//! SQLite store: full-replace table loads, script execution and queries.
//!
//! Every entry point opens its own connection and closes it on return; no
//! connection or transaction spans stages.

use std::fs;
use std::path::Path;

use rusqlite::types::{Value, ValueRef};
use rusqlite::{params_from_iter, Connection};

use crate::models::{Cell, Table};

use super::csv::read_table;
use super::SinkError;

/// Column type chosen for a loaded table.
#[derive(Debug, Clone, Copy, PartialEq, Eq)]
pub enum Affinity {
    Integer,
    Real,
    Text,
}

impl Affinity {
    fn sql(&self) -> &'static str {
        match self {
            Affinity::Integer => "INTEGER",
            Affinity::Real => "REAL",
            Affinity::Text => "TEXT",
        }
    }

    fn bind(&self, cell: &Cell) -> Value {
        let Some(text) = cell.as_deref() else {
            return Value::Null;
        };
        match self {
            Affinity::Integer => text
                .trim()
                .parse::<i64>()
                .map(Value::Integer)
                .unwrap_or_else(|_| Value::Text(text.to_string())),
            Affinity::Real => text
                .trim()
                .parse::<f64>()
                .map(Value::Real)
                .unwrap_or_else(|_| Value::Text(text.to_string())),
            Affinity::Text => Value::Text(text.to_string()),
        }
    }
}

/// INTEGER when every non-null value is an integer, REAL when every one is
/// numeric, TEXT otherwise. All-null columns are TEXT.
pub fn infer_affinity<'a>(values: impl Iterator<Item = Option<&'a str>>) -> Affinity {
    let mut seen = false;
    let mut all_int = true;
    let mut all_num = true;
    for value in values.flatten() {
        let v = value.trim();
        seen = true;
        if v.parse::<i64>().is_err() {
            all_int = false;
            if v.parse::<f64>().map_or(true, |f| !f.is_finite()) {
                all_num = false;
                break;
            }
        }
    }
    match (seen, all_int, all_num) {
        (false, _, _) => Affinity::Text,
        (true, true, _) => Affinity::Integer,
        (true, false, true) => Affinity::Real,
        _ => Affinity::Text,
    }
}

/// Quote an SQL identifier.
pub fn quote_ident(name: &str) -> String {
    format!("\"{}\"", name.replace('"', "\"\""))
}

/// Open (creating if needed) the database file.
pub fn open(db_path: &Path) -> Result<Connection, SinkError> {
    if let Some(parent) = db_path.parent() {
        if !parent.as_os_str().is_empty() {
            fs::create_dir_all(parent)?;
        }
    }
    Ok(Connection::open(db_path)?)
}

/// Replace `table_name` with the contents of `table` in one transaction.
/// Returns the number of rows inserted.
pub fn load_table(conn: &mut Connection, table_name: &str, table: &Table) -> Result<usize, SinkError> {
    let affinities: Vec<Affinity> = (0..table.width())
        .map(|col| infer_affinity(table.column_values(col)))
        .collect();

    let column_defs = table
        .columns()
        .iter()
        .zip(&affinities)
        .map(|(name, aff)| format!("{} {}", quote_ident(name), aff.sql()))
        .collect::<Vec<_>>()
        .join(", ");
    let placeholders = vec!["?"; table.width()].join(", ");
    let ident = quote_ident(table_name);

    let tx = conn.transaction()?;
    tx.execute(&format!("DROP TABLE IF EXISTS {}", ident), [])?;
    tx.execute(&format!("CREATE TABLE {} ({})", ident, column_defs), [])?;
    {
        let mut stmt = tx.prepare(&format!("INSERT INTO {} VALUES ({})", ident, placeholders))?;
        for row in table.rows() {
            let values = row.iter().zip(&affinities).map(|(cell, aff)| aff.bind(cell));
            stmt.execute(params_from_iter(values))?;
        }
    }
    tx.commit()?;

    tracing::info!("Loaded {} rows into {}", table.len(), table_name);
    Ok(table.len())
}

/// Load a CSV file into `table_name` (full replace).
pub fn load_csv(db_path: &Path, csv_path: &Path, table_name: &str) -> Result<usize, SinkError> {
    let table = read_table(csv_path)?;
    let mut conn = open(db_path)?;
    load_table(&mut conn, table_name, &table)
}

/// Execute a multi-statement SQL script against an existing database.
pub fn run_sql_file(db_path: &Path, sql_path: &Path) -> Result<(), SinkError> {
    if !sql_path.exists() {
        return Err(SinkError::InputMissing(sql_path.to_path_buf()));
    }
    if !db_path.exists() {
        return Err(SinkError::InputMissing(db_path.to_path_buf()));
    }
    let script = fs::read_to_string(sql_path)?;
    if script.trim().is_empty() {
        return Err(SinkError::EmptyScript(sql_path.to_path_buf()));
    }

    let conn = Connection::open(db_path)?;
    conn.execute_batch(&script)?;
    tracing::info!("Executed {}", sql_path.display());
    Ok(())
}

fn render_value(value: ValueRef<'_>) -> Cell {
    match value {
        ValueRef::Null => None,
        ValueRef::Integer(i) => Some(i.to_string()),
        ValueRef::Real(f) => Some(f.to_string()),
        ValueRef::Text(t) | ValueRef::Blob(t) => Some(String::from_utf8_lossy(t).into_owned()),
    }
}

/// Run one query and collect its result as a text table.
pub fn query_table(conn: &Connection, sql: &str) -> Result<Table, SinkError> {
    let mut stmt = conn.prepare(sql)?;
    let columns: Vec<String> = stmt.column_names().iter().map(|c| c.to_string()).collect();
    let width = columns.len();
    let mut table = Table::new(columns);

    let mut rows = stmt.query([])?;
    while let Some(row) = rows.next()? {
        let mut out = Vec::with_capacity(width);
        for col in 0..width {
            out.push(render_value(row.get_ref(col)?));
        }
        table.push_row(out);
    }
    Ok(table)
}

#[cfg(test)]
mod tests {
    use super::*;

    #[test]
    fn test_infer_affinity() {
        let ints = [Some("1"), None, Some("700")];
        assert_eq!(infer_affinity(ints.into_iter()), Affinity::Integer);
        let reals = [Some("1"), Some("2.5")];
        assert_eq!(infer_affinity(reals.into_iter()), Affinity::Real);
        let text = [Some("1"), Some("abc")];
        assert_eq!(infer_affinity(text.into_iter()), Affinity::Text);
        let nulls: [Option<&str>; 2] = [None, None];
        assert_eq!(infer_affinity(nulls.into_iter()), Affinity::Text);
    }

    #[test]
    fn test_load_table_replaces_contents() {
        let mut conn = Connection::open_in_memory().unwrap();
        let mut first = Table::with_columns(&["stock_code", "company"]);
        first.push_row(vec![Some("1".into()), Some("A".into())]);
        first.push_row(vec![Some("2".into()), Some("B".into())]);
        assert_eq!(load_table(&mut conn, "hkex_main", &first).unwrap(), 2);

        let mut second = Table::with_columns(&["stock_code", "price"]);
        second.push_row(vec![Some("3".into()), Some("1.5".into())]);
        load_table(&mut conn, "hkex_main", &second).unwrap();

        let result = query_table(&conn, "SELECT stock_code, price, typeof(price) FROM hkex_main").unwrap();
        assert_eq!(result.len(), 1);
        assert_eq!(result.get(0, 0), Some("3"));
        assert_eq!(result.get(0, 1), Some("1.5"));
        assert_eq!(result.get(0, 2), Some("real"));
    }

    #[test]
    fn test_run_sql_file_requires_inputs() {
        let dir = tempfile::tempdir().unwrap();
        let db = dir.path().join("t.db");
        let sql = dir.path().join("v.sql");

        assert!(matches!(run_sql_file(&db, &sql), Err(SinkError::InputMissing(_))));
        fs::write(&sql, "  \n").unwrap();
        assert!(matches!(run_sql_file(&db, &sql), Err(SinkError::InputMissing(_))));

        Connection::open(&db)
            .unwrap()
            .execute_batch("CREATE TABLE seed (x INTEGER);")
            .unwrap();
        assert!(matches!(run_sql_file(&db, &sql), Err(SinkError::EmptyScript(_))));

        fs::write(&sql, "CREATE TABLE a (x INTEGER); INSERT INTO a VALUES (1);").unwrap();
        run_sql_file(&db, &sql).unwrap();
        let conn = Connection::open(&db).unwrap();
        let n: i64 = conn.query_row("SELECT COUNT(*) FROM a", [], |r| r.get(0)).unwrap();
        assert_eq!(n, 1);
    }
}
//! Delimited table files with atomic full replace.

use std::fs;
use std::io::Write;
use std::path::Path;

use tempfile::NamedTempFile;

use crate::models::{Cell, Table};

use super::SinkError;

/// Write `contents` to a temp file beside `path`, then rename it over `path`.
pub fn write_atomic<F>(path: &Path, contents: F) -> Result<(), SinkError>
where
    F: FnOnce(&mut NamedTempFile) -> Result<(), SinkError>,
{
    let dir = match path.parent() {
        Some(p) if !p.as_os_str().is_empty() => p,
        _ => Path::new("."),
    };
    fs::create_dir_all(dir)?;

    let mut tmp = NamedTempFile::new_in(dir)?;
    contents(&mut tmp)?;
    tmp.flush()?;
    tmp.persist(path).map_err(|e| SinkError::Io(e.error))?;
    Ok(())
}

fn encode(cell: &Cell) -> &str {
    cell.as_deref().unwrap_or("")
}

/// Write raw records (no header row).
pub fn write_records(path: &Path, records: &[Vec<Cell>]) -> Result<(), SinkError> {
    write_atomic(path, |tmp| {
        let mut writer = csv::WriterBuilder::new().flexible(true).from_writer(tmp);
        for record in records {
            writer.write_record(record.iter().map(encode))?;
        }
        writer.flush()?;
        Ok(())
    })
}

/// Write a table with a header row, fully replacing any existing file.
pub fn write_table(path: &Path, table: &Table) -> Result<(), SinkError> {
    write_atomic(path, |tmp| {
        let mut writer = csv::Writer::from_writer(tmp);
        writer.write_record(table.columns())?;
        for row in table.rows() {
            writer.write_record(row.iter().map(encode))?;
        }
        writer.flush()?;
        Ok(())
    })
}

fn decode(field: &str) -> Cell {
    (!field.is_empty()).then(|| field.to_string())
}

/// Read raw records (no header row). Empty fields become nulls.
pub fn read_records(path: &Path) -> Result<Vec<Vec<Cell>>, SinkError> {
    if !path.exists() {
        return Err(SinkError::InputMissing(path.to_path_buf()));
    }
    let mut reader = csv::ReaderBuilder::new()
        .has_headers(false)
        .flexible(true)
        .from_path(path)?;
    let mut records = Vec::new();
    for record in reader.records() {
        records.push(record?.iter().map(decode).collect());
    }
    Ok(records)
}

/// Read a table with a header row.
pub fn read_table(path: &Path) -> Result<Table, SinkError> {
    if !path.exists() {
        return Err(SinkError::InputMissing(path.to_path_buf()));
    }
    let mut reader = csv::ReaderBuilder::new().flexible(true).from_path(path)?;
    let columns: Vec<String> = reader.headers()?.iter().map(str::to_string).collect();
    let mut table = Table::new(columns);
    for record in reader.records() {
        table.push_row(record?.iter().map(decode).collect());
    }
    Ok(table)
}

#[cfg(test)]
mod tests {
    use super::*;

    #[test]
    fn test_table_roundtrip_preserves_nulls_and_newlines() {
        let dir = tempfile::tempdir().unwrap();
        let path = dir.path().join("nested/out.csv");

        let mut table = Table::with_columns(&["a", "b"]);
        table.push_row(vec![Some("x, y".into()), None]);
        table.push_row(vec![None, Some("line\nbreak".into())]);
        write_table(&path, &table).unwrap();

        let back = read_table(&path).unwrap();
        assert_eq!(back, table);
    }

    #[test]
    fn test_write_replaces_existing_file() {
        let dir = tempfile::tempdir().unwrap();
        let path = dir.path().join("t.csv");
        fs::write(&path, "stale,content\n1,2\n3,4\n").unwrap();

        let mut table = Table::with_columns(&["k"]);
        table.push_row(vec![Some("1".into())]);
        write_table(&path, &table).unwrap();

        assert_eq!(fs::read_to_string(&path).unwrap(), "k\n1\n");
        // No stray temp files left beside the target.
        assert_eq!(fs::read_dir(dir.path()).unwrap().count(), 1);
    }

    #[test]
    fn test_missing_input() {
        let dir = tempfile::tempdir().unwrap();
        assert!(matches!(
            read_table(&dir.path().join("none.csv")),
            Err(SinkError::InputMissing(_))
        ));
    }
}
//! Exponential backoff for API fetches.

use std::future::Future;
use std::time::Duration;

use super::FetchError;

#[derive(Debug, Clone, Copy, PartialEq, Eq)]
pub struct RetryPolicy {
    /// Total attempts, including the first.
    pub attempts: u32,
    pub base_delay: Duration,
    pub max_delay: Duration,
}

impl Default for RetryPolicy {
    fn default() -> Self {
        Self {
            attempts: 4,
            base_delay: Duration::from_millis(500),
            max_delay: Duration::from_secs(8),
        }
    }
}

impl RetryPolicy {
    /// Delay before retry number `retry` (0-based).
    pub fn delay_for(&self, retry: u32) -> Duration {
        let factor = 1u32.checked_shl(retry).unwrap_or(u32::MAX);
        self.base_delay.saturating_mul(factor).min(self.max_delay)
    }

    /// Run `op`, retrying transient failures.
    pub async fn run<T, F, Fut>(&self, what: &str, mut op: F) -> Result<T, FetchError>
    where
        F: FnMut() -> Fut,
        Fut: Future<Output = Result<T, FetchError>>,
    {
        let mut retry = 0;
        loop {
            match op().await {
                Ok(value) => return Ok(value),
                Err(e) if e.is_retryable() && retry + 1 < self.attempts => {
                    let delay = self.delay_for(retry);
                    tracing::debug!("{} failed ({}), retrying in {:?}", what, e, delay);
                    tokio::time::sleep(delay).await;
                    retry += 1;
                }
                Err(e) => return Err(e),
            }
        }
    }
}
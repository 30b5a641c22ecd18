//! Stock-code coercion.
//!
//! A key is accepted when it is integer text, or float text with a zero
//! fractional part, and strictly positive. Everything else is rejected with a
//! reason; rejected rows leave the table but stay observable.

use std::fmt;

use crate::models::Table;

/// Why a key cell could not be coerced.
#[derive(Debug, Clone, PartialEq, Eq)]
pub enum KeyRejection {
    Empty,
    NotNumeric(String),
    Fractional(String),
    NonPositive(String),
}

impl fmt::Display for KeyRejection {
    fn fmt(&self, f: &mut fmt::Formatter<'_>) -> fmt::Result {
        match self {
            KeyRejection::Empty => write!(f, "empty key"),
            KeyRejection::NotNumeric(v) => write!(f, "not numeric: {:?}", v),
            KeyRejection::Fractional(v) => write!(f, "fractional: {}", v),
            KeyRejection::NonPositive(v) => write!(f, "non-positive: {}", v),
        }
    }
}

/// A row removed during key coercion.
#[derive(Debug, Clone, PartialEq, Eq)]
pub struct RejectedRow {
    pub source_file: String,
    /// Row position in the extracted table before removal.
    pub row: usize,
    pub reason: KeyRejection,
}

/// Parse a key cell into a positive integer.
pub fn coerce_key(value: Option<&str>) -> Result<u64, KeyRejection> {
    let text = match value.map(str::trim) {
        Some(t) if !t.is_empty() => t,
        _ => return Err(KeyRejection::Empty),
    };

    if let Ok(n) = text.parse::<i64>() {
        return if n > 0 {
            Ok(n as u64)
        } else {
            Err(KeyRejection::NonPositive(text.to_string()))
        };
    }

    let f: f64 = text
        .parse()
        .map_err(|_| KeyRejection::NotNumeric(text.to_string()))?;
    if !f.is_finite() {
        return Err(KeyRejection::NotNumeric(text.to_string()));
    }
    if f.fract() != 0.0 {
        return Err(KeyRejection::Fractional(text.to_string()));
    }
    if f <= 0.0 {
        return Err(KeyRejection::NonPositive(text.to_string()));
    }
    if f >= i64::MAX as f64 {
        return Err(KeyRejection::NotNumeric(text.to_string()));
    }
    Ok(f as u64)
}

/// Coerce the key column of `table` in place.
///
/// Accepted keys are rewritten in canonical integer form; rows whose key fails
/// are removed and returned.
pub fn apply_key_coercion(table: &mut Table, key_col: usize, source_file: &str) -> Vec<RejectedRow> {
    let mut rejected = Vec::new();
    let mut drop = Vec::new();

    for row in 0..table.len() {
        match coerce_key(table.get(row, key_col)) {
            Ok(key) => table.set(row, key_col, Some(key.to_string())),
            Err(reason) => {
                tracing::warn!(
                    "{}: dropping row {} ({})",
                    source_file,
                    row,
                    reason
                );
                rejected.push(RejectedRow {
                    source_file: source_file.to_string(),
                    row,
                    reason,
                });
                drop.push(row);
            }
        }
    }

    table.remove_rows(&drop);
    rejected
}

#[cfg(test)]
mod tests {
    use super::*;

    #[test]
    fn test_coerce_accepts_integers_and_whole_floats() {
        assert_eq!(coerce_key(Some("700")), Ok(700));
        assert_eq!(coerce_key(Some(" 8001 ")), Ok(8001));
        assert_eq!(coerce_key(Some("5.0")), Ok(5));
        assert_eq!(coerce_key(Some("1e3")), Ok(1000));
    }

    #[test]
    fn test_coerce_rejections() {
        assert_eq!(coerce_key(None), Err(KeyRejection::Empty));
        assert_eq!(coerce_key(Some("  ")), Err(KeyRejection::Empty));
        assert_eq!(
            coerce_key(Some("Stock Code")),
            Err(KeyRejection::NotNumeric("Stock Code".into()))
        );
        assert_eq!(
            coerce_key(Some("12.5")),
            Err(KeyRejection::Fractional("12.5".into()))
        );
        assert_eq!(coerce_key(Some("0")), Err(KeyRejection::NonPositive("0".into())));
        assert_eq!(
            coerce_key(Some("-3.0")),
            Err(KeyRejection::NonPositive("-3.0".into()))
        );
        assert!(matches!(coerce_key(Some("NaN")), Err(KeyRejection::NotNumeric(_))));
        assert_eq!(
            coerce_key(Some("1e30")),
            Err(KeyRejection::NotNumeric("1e30".into()))
        );
    }

    #[test]
    fn test_apply_key_coercion_removes_and_reports() {
        let mut table = Table::with_columns(&["stock_code", "company"]);
        table.push_row(vec![Some("700.0".into()), Some("Tencent".into())]);
        table.push_row(vec![Some("(HK$)".into()), None]);
        table.push_row(vec![Some("5".into()), Some("HSBC".into())]);

        let rejected = apply_key_coercion(&mut table, 0, "Main_2004.csv");

        assert_eq!(table.len(), 2);
        assert_eq!(table.get(0, 0), Some("700"));
        assert_eq!(table.get(1, 0), Some("5"));
        assert_eq!(rejected.len(), 1);
        assert_eq!(rejected[0].row, 1);
        assert_eq!(rejected[0].source_file, "Main_2004.csv");
    }
}
//! Cell cleaning applied to every extracted value.

use regex::Regex;
use std::sync::LazyLock;

use crate::models::Cell;

static LINE_BREAKS: LazyLock<Regex> = LazyLock::new(|| Regex::new(r"[\r\n]+").unwrap());
static QUOTES_ONLY: LazyLock<Regex> = LazyLock::new(|| Regex::new(r#"^"+$"#).unwrap());
static WHITESPACE_RUN: LazyLock<Regex> = LazyLock::new(|| Regex::new(r"\s+").unwrap());

/// Flatten line breaks, trim, and null out empty or quote-only cells.
pub fn normalize_cell(raw: Option<&str>) -> Cell {
    let raw = raw?;
    let flattened = LINE_BREAKS.replace_all(raw, " ");
    let trimmed = flattened.trim();
    if trimmed.is_empty() || QUOTES_ONLY.is_match(trimmed) {
        return None;
    }
    Some(trimmed.to_string())
}

/// Collapse interior whitespace runs to a single space.
pub fn collapse_whitespace(value: &str) -> String {
    WHITESPACE_RUN.replace_all(value.trim(), " ").into_owned()
}

#[cfg(test)]
mod tests {
    use super::*;

    #[test]
    fn test_line_breaks_flattened() {
        assert_eq!(
            normalize_cell(Some("Company\r\nName\n\nat listing")),
            Some("Company Name at listing".to_string())
        );
    }

    #[test]
    fn test_quote_only_is_null() {
        assert_eq!(normalize_cell(Some("\"\"")), None);
        assert_eq!(normalize_cell(Some(" \" ")), None);
        assert_eq!(normalize_cell(Some("   ")), None);
        assert_eq!(normalize_cell(None), None);
        assert_eq!(
            normalize_cell(Some("\"Quoted\"")),
            Some("\"Quoted\"".to_string())
        );
    }

    #[test]
    fn test_collapse_whitespace() {
        assert_eq!(collapse_whitespace("  ABC   Holdings \t Ltd "), "ABC Holdings Ltd");
    }
}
——
_What to work on_. Each line that contains the string "false" counts once; report how many such lines the entries have, giving only the number.

_Output below_. 6